• [EXERCISE BRIEF]: Whenever the word "rating" turns up in a line of the data below, copy that line.

** INPUT FOR THIS TASK follows **

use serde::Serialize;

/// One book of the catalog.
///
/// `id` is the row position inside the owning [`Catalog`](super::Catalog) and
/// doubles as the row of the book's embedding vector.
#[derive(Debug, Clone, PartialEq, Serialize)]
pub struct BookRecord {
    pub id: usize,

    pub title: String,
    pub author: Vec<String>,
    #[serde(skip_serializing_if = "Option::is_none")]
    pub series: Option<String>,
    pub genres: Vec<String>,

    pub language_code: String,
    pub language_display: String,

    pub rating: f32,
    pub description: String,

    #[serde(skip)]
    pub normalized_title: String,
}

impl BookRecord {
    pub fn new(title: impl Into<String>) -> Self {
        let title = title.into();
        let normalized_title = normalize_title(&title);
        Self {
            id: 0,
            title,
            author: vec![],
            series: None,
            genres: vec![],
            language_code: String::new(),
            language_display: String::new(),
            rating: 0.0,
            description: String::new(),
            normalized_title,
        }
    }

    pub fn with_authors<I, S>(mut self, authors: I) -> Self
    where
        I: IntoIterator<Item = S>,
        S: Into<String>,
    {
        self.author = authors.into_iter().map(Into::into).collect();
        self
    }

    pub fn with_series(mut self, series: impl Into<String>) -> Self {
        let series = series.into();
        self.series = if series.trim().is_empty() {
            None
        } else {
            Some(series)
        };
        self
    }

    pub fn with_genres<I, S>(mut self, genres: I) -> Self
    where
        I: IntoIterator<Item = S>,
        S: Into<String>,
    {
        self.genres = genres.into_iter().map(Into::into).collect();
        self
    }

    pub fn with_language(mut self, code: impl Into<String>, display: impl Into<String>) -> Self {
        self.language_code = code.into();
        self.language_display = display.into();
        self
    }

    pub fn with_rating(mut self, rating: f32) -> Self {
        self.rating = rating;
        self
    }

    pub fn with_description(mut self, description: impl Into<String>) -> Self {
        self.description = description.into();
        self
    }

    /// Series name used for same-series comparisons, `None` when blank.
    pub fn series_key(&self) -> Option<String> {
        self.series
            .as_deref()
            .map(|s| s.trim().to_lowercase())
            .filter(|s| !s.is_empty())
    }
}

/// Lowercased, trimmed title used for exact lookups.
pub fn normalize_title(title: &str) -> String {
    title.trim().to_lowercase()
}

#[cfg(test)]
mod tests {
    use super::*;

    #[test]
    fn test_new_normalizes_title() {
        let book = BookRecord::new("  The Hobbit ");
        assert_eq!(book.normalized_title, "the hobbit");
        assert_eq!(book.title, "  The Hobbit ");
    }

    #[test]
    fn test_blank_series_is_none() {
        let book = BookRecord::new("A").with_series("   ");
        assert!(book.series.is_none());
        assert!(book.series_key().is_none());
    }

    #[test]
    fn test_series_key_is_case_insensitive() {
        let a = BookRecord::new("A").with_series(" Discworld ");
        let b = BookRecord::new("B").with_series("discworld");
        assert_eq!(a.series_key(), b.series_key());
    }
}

** End of INPUT FOR THIS TASK **

• [EXERCISE ANSWER]:
    pub rating: f32,
            rating: 0.0,
    pub fn with_rating(mut self, rating: f32) -> Self {
        self.rating = rating;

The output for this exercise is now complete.